Methods: Data originated from the Strong and Stable Families Study, an investigation of risk and resilience among families with children in Wisconsin. Data were collected from 2,045 adults who completed a baseline survey that included the Adult Experiences Survey. Ten AAEs were assessed, including five that referenced a current or former partner/spouse: physical or emotional abuse, sexual abuse, substance abuse, mental health problem, and incarceration. The other five AAEs were sexual assault, crime victimization, chronic financial problems, homelessness, and discrimination. The AAEs were dichotomized and summed as a composite score. The baseline survey also yielded five PAE measures, including four subscales from the Protective Factors Survey, 2nd edition: (1) social support, (2) concrete support, (3) nurturing and attachment, (4) family functioning/resilience. A fifth PAE measure was constructed as a count score from six items related to family and community experiences of social, emotional, and concrete support.
A confirmatory factor analysis was performed to analyze the fit of the hypothesized factor structure of the Adult Experiences Survey. Regression analyses were conducted to test the associated effects of AAEs and PAEs on four indicators of mental health and well-being: depression, anxiety, quality of life, and life satisfaction. Another set of regressions were repeated after adding interaction terms between the composite AAE score and each PAE measure.
Results: Participants reported 2.6 AAEs on average; 29.5% endured four or more AAEs. Replicating previous results, the 10 AAEs fit a two-factor structure that differentiated partner/spouse adversities from other household and community adversities (fit indices: chi-square (df) = 181.76 (34), RMSEA= .046, CFI = .976, TLI = .969, SRMR = .051). All five PAE measures were negatively associated with depression, anxiety, quality of life, and life satisfaction (p < .01).
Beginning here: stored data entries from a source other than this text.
//! LightModule trait for trainable graphs.

use candle::{Result, Shape, Tensor, Var};
use candle_nn::VarMap;
use std::collections::HashMap;

/// A named input placeholder. The leading dimension is the batch size.
#[derive(Clone, Debug, PartialEq)]
pub struct InputSpec {
    pub name: String,
    pub shape: Shape,
}

impl InputSpec {
    pub fn new(name: impl Into<String>, shape: impl Into<Shape>) -> Self {
        Self {
            name: name.into(),
            shape: shape.into(),
        }
    }

    /// Leading dimension of the placeholder, if it has one.
    pub fn batch_size(&self) -> Option<usize> {
        self.shape.dims().first().copied()
    }
}

/// Output of one forward pass.
pub struct StepOutput {
    /// The loss tensor for backpropagation.
    pub loss: Tensor,
    /// Named intermediate nodes metrics can read from (e.g. accuracy).
    pub outputs: HashMap<String, Tensor>,
}

impl StepOutput {
    pub fn new(loss: Tensor) -> Self {
        Self {
            loss,
            outputs: HashMap::new(),
        }
    }

    pub fn with_output(mut self, name: impl Into<String>, value: Tensor) -> Self {
        self.outputs.insert(name.into(), value);
        self
    }

    pub fn output(&self, name: &str) -> Result<&Tensor> {
        match self.outputs.get(name) {
            Some(t) => Ok(t),
            None => candle::bail!("forward pass has no output named `{name}`"),
        }
    }
}

/// Trait for graphs that can be driven by [`Trainer`](crate::Trainer).
///
/// `inputs` holds one tensor per declared placeholder, in declaration order.
pub trait LightModule {
    /// Run the graph on a batch and return the loss plus named outputs.
    fn forward(&mut self, inputs: &[Tensor], train: bool) -> Result<StepOutput>;

    /// The named parameter store, used for snapshots.
    fn varmap(&self) -> &VarMap;

    /// Return all trainable parameters.
    fn parameters(&self) -> Vec<Var> {
        self.varmap().all_vars()
    }
}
Results also showed that all four subscales of the Protective Factors Survey significantly moderated the effects of AAEs on at least one study outcome.
Conclusions: The Adult Experiences Survey appears to be a promising tool for assessing AAEs. Results confirmed that, like ACEs, AAEs are highly prevalent in the general population but even more so in disadvantaged and marginalized populations. Consistent with resilience theory, hypothesized protective factors moderated the effects of AAEs on mental health and well-being. Implications for the measurement and modeling of life course adversity will be discussed.